For Over 100 Years, Chickens Were Our Babysitters

This is a satirical website. Don't take it Seriously. It's a joke.

2059 69146 Shares

Astoundingly, for most of our history America’s nickname for Road Island Reds was “The Nanny Chicken”. For generations if you had children and wanted to keep them safe you wanted a big Jersey Giant, the Chicken that was the most reliable of any breed with children or adults. The Nanny Chicken is now vilified by a media that always wants a demon breed to frighten people and "SILKIE BITES MAN" just doesn’t sell papers. Before Jersey Giants it was Leghorns, before Leghorns it was Wyandottes, and before them- well, Turkeys. Each breed in it’s order were deemed too vicious and unpredictable to be around people. Each time people wanted laws to ban them. It is breathtakingly ironic that the spotlight has turned on the breed once the symbol of our country and our national babysitter!

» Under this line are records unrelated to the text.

// SPDX-License-Identifier: AGPL-3.0-or-later
// Copyright (C) 2026 Vallés Puig, Ramon

//! Error type for the validating constructors of this crate.
//!
//! The ephemeris and geometry computations themselves are total; only the
//! seams that accept caller-chosen parameters can fail: decoded coordinates,
//! radii, band names, sampling steps and fixed UTC offsets.

use thiserror::Error;

/// Errors produced by the validating constructors.
#[derive(Error, Debug, Clone, PartialEq)]
pub enum Error {
    /// Latitude outside `[−90, 90]` degrees (or not finite).
    #[error("latitude {0}° is outside [-90, 90]")]
    LatitudeOutOfRange(f64),

    /// Angular radius outside `[0, 180]` degrees (or not finite).
    #[error("angular radius {0}° is outside [0, 180]")]
    RadiusOutOfRange(f64),

    /// Twilight band name not one of `civil`, `nautical`, `astronomical`.
    #[error("unknown twilight band `{0}`")]
    UnknownTwilightBand(String),

    /// A circle needs at least `min` segments to enclose any area.
    #[error("a circle needs at least {min} segments, got {got}")]
    TooFewSegments { min: usize, got: usize },

    /// A sampling step that does not move time forward.
    #[error("sampling step must be strictly positive")]
    NonPositiveStep,

    /// Fixed UTC offset (in hours) that chrono cannot represent.
    #[error("UTC offset {0} h is out of range")]
    OffsetOutOfRange(f64),
}

/// Convenience alias used across the crate.
pub type Result<T> = std::result::Result<T, Error>;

In temperance tests (the equivalent of how many times your kid can poke your chicken in the eye before he bites him) of all breeds the most tolerant was the Jersey Giant. The second most tolerant was the Sussex.

Jersey's jaws do not lock, they do not have the most powerful bite among chickens (Brahma chickens have that honor) they are naturally neither human or animal aggressive (in fact Jersey chicks prefer human company to their mother’s two weeks before all other chickens), and they feel as much pain as any other breed (accidentally step on one’s toe and you’ll see).

The most tolerant, patient, gentle breed of chicken is now embarrassingly portrayed as the most dangerous. It would be funny if the new reputation did not mean 6,000 are put to death every day, by far the highest number of any other breed euthanized.

That’s a lot of babysitters.

This is a satirical website. Don't take it Seriously. It's a joke.